*YOUR ASSIGNMENT:*
Find every line in the records below that contains "phone", and copy it.

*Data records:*
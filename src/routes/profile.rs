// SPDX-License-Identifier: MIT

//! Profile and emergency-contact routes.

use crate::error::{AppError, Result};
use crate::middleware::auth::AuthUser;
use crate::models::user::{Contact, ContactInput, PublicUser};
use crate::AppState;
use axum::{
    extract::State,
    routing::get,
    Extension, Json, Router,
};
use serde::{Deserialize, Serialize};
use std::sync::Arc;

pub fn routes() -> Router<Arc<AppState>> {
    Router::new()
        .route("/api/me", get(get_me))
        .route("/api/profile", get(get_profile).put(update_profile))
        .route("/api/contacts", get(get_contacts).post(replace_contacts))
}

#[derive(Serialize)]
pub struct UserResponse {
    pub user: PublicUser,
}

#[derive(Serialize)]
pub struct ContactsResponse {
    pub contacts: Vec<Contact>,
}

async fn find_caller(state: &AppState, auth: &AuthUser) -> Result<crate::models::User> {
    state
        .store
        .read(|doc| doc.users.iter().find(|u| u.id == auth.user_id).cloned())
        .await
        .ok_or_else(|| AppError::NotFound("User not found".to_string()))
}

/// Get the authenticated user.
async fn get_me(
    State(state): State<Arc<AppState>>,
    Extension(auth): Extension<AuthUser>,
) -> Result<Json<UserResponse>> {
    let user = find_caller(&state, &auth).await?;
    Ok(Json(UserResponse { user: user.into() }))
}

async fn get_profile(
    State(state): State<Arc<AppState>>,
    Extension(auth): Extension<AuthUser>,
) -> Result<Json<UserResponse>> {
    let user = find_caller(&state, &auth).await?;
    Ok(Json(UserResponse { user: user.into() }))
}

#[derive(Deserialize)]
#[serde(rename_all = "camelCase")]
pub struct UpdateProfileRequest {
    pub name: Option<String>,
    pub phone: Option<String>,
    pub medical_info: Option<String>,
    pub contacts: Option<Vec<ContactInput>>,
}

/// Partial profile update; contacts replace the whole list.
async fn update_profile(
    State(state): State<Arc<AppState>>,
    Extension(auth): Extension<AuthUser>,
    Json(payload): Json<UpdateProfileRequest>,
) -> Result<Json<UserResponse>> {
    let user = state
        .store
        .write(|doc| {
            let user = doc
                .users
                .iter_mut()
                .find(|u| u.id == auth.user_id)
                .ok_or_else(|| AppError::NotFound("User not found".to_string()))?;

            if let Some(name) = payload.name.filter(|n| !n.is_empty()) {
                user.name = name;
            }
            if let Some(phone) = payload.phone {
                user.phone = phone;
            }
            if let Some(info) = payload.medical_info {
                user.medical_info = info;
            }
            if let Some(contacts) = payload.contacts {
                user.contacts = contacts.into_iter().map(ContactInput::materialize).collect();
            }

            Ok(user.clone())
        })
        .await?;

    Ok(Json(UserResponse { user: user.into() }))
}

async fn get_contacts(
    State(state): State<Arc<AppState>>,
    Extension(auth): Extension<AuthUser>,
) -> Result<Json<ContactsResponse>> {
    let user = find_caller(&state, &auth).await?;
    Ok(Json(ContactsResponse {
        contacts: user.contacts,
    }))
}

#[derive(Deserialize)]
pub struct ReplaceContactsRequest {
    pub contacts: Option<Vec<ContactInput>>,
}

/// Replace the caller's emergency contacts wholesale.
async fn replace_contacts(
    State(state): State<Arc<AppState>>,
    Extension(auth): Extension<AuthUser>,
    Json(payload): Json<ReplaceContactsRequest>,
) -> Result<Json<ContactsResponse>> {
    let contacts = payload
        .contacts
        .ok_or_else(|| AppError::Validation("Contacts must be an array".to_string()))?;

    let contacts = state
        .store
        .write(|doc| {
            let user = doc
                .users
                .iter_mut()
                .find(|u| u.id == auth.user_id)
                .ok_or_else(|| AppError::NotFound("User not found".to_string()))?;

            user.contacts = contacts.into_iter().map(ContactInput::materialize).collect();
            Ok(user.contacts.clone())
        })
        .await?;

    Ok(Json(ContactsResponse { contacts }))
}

*TASK OUTPUT:*
    pub phone: Option<String>,
            if let Some(phone) = payload.phone {
                user.phone = phone;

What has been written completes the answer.